Bunların başında da bu birbirlerine düşmanlaştırılmış kesimler arasında oluşmuş “güvensizlik” duygusunu aşmak için yapılması gerekenler var. Bu da bir “Yüzleşme ve Hakikat Komisyonu”nun kurulması şeklinde olabilir. Bu komisyon geçmişte devletin azınlıklara yaptığı her türlü baskıyı masaya yatırmalı, Erdoğan’ın geçenlerde yaptığı konuşmasında altını çizdiği gibi, “Beyaz Toroslar, faili meçhuller, köy yakmalar, Diyarbakır cezaevi” gibi konular orada tartışılmalı ve bence devlet de bunlardan dolayı toplumdan özür dilemelidir.
Böyle bir tartışmadan geçmeyen kimlik mensupları birbirlerini affetmiş olamazlar ve sorunlar çözüldü gibi gelir ama bugüne dek olduğu gibi aslında alttan alta varlıklarına devam etmiş olurlar. Onun için de bu tür bir komisyon öncelikli olarak kurulması gereken bir komisyondur.
Ama doğrusu iktidarın attığı bu adım tarihi önemdedir ve olumludur ama bu adımın arka planında gerek MHP’nin ve gerekse AKP’nin Türkiye’de demokrasinin yükseltilmesi gibi bir amaç taşıdıkları da kuşkuludur. Erdoğan’ın son yaptığı önemli konuşmada “ümmet” meselesine yaptığı vurgu ile Bahçeli’nin önerdiği söylenen “Cumhurbaşkanının iki yardımcısından biri Kürt, diğeri Alevi olsun" ifadesi, her ikisi de demokrasiden çok Kürt sorununu çözmek için Mustafa Kemal’in ulus-devlet modelinin bir adım gerisine giderek “ne yapalım görüyorsunuz Cumhuriyet yanlış kurulmuş bir projedir, biz de onu tamamlıyoruz” demek istiyor gibiler.

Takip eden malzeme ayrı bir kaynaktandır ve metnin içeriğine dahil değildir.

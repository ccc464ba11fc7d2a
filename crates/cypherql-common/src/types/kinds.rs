//! Small enums shared by the compiler, the adapters, and the CLI.

use serde::{Deserialize, Serialize};
use std::fmt;
use std::str::FromStr;

/// The graph query language a compiled statement targets.
#[derive(Debug, Clone, Copy, Default, PartialEq, Eq, Hash, Serialize, Deserialize)]
pub enum QueryLanguage {
    /// Declarative openCypher (MATCH/WITH/RETURN).
    #[default]
    #[serde(rename = "opencypher")]
    OpenCypher,
    /// Imperative Gremlin traversal script, passed through verbatim.
    #[serde(rename = "gremlin")]
    Gremlin,
}

impl QueryLanguage {
    /// Returns the endpoint path segment the statement is posted to.
    #[must_use]
    pub const fn endpoint(self) -> &'static str {
        match self {
            Self::OpenCypher => "/opencypher",
            Self::Gremlin => "/gremlin",
        }
    }
}

impl fmt::Display for QueryLanguage {
    fn fmt(&self, f: &mut fmt::Formatter<'_>) -> fmt::Result {
        match self {
            Self::OpenCypher => write!(f, "opencypher"),
            Self::Gremlin => write!(f, "gremlin"),
        }
    }
}

/// The root operation type a field is declared on.
#[derive(Debug, Clone, Copy, PartialEq, Eq, Hash, Serialize, Deserialize)]
pub enum OperationKind {
    /// A field of the `Query` root type.
    Query,
    /// A field of the `Mutation` root type.
    Mutation,
}

impl OperationKind {
    /// Returns the conventional root type name for this kind.
    #[must_use]
    pub const fn root_type_name(self) -> &'static str {
        match self {
            Self::Query => "Query",
            Self::Mutation => "Mutation",
        }
    }
}

impl fmt::Display for OperationKind {
    fn fmt(&self, f: &mut fmt::Formatter<'_>) -> fmt::Result {
        f.write_str(self.root_type_name())
    }
}

/// Direction of a relationship traversal, as seen from the parent node.
#[derive(Debug, Clone, Copy, Default, PartialEq, Eq, Hash, Serialize, Deserialize)]
pub enum Direction {
    /// Edge points into the parent: `(parent)<-[e]-(child)`.
    In,
    /// Edge points away from the parent: `(parent)-[e]->(child)`.
    #[default]
    Out,
}

impl FromStr for Direction {
    type Err = String;

    fn from_str(s: &str) -> Result<Self, Self::Err> {
        match s.to_ascii_uppercase().as_str() {
            "IN" => Ok(Self::In),
            "OUT" => Ok(Self::Out),
            other => Err(format!("unknown relationship direction '{other}'")),
        }
    }
}

impl fmt::Display for Direction {
    fn fmt(&self, f: &mut fmt::Formatter<'_>) -> fmt::Result {
        match self {
            Self::In => write!(f, "IN"),
            Self::Out => write!(f, "OUT"),
        }
    }
}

Dolayısıyla burada benim önerdiğim ve dünyadaki bütün çatışma sonrası kullanılan “Yüzleşme ve Hakikat Komisyonu” gibi bir komisyonun kurulması iktidarın doğrudan isteyeceği bir komisyon gibi bana gelmiyor. Çünkü onların derdi yine “Büyük ve güçlü Türk devleti!”. Bunu da kimseyle paylaşmak istemiyorlar.
İşte burada siyasete ve siyasetçilere ciddi bir görev düşüyor. Kurulacak olan “Terörsüz Türkiye Komisyonu”nda (adı böyle mi olacak bilmiyorum) iktidarın daha demokratik bir Türkiye için ikna edilmesi ve bu yönde kararlar alınmasını sağlamaları gerekiyor.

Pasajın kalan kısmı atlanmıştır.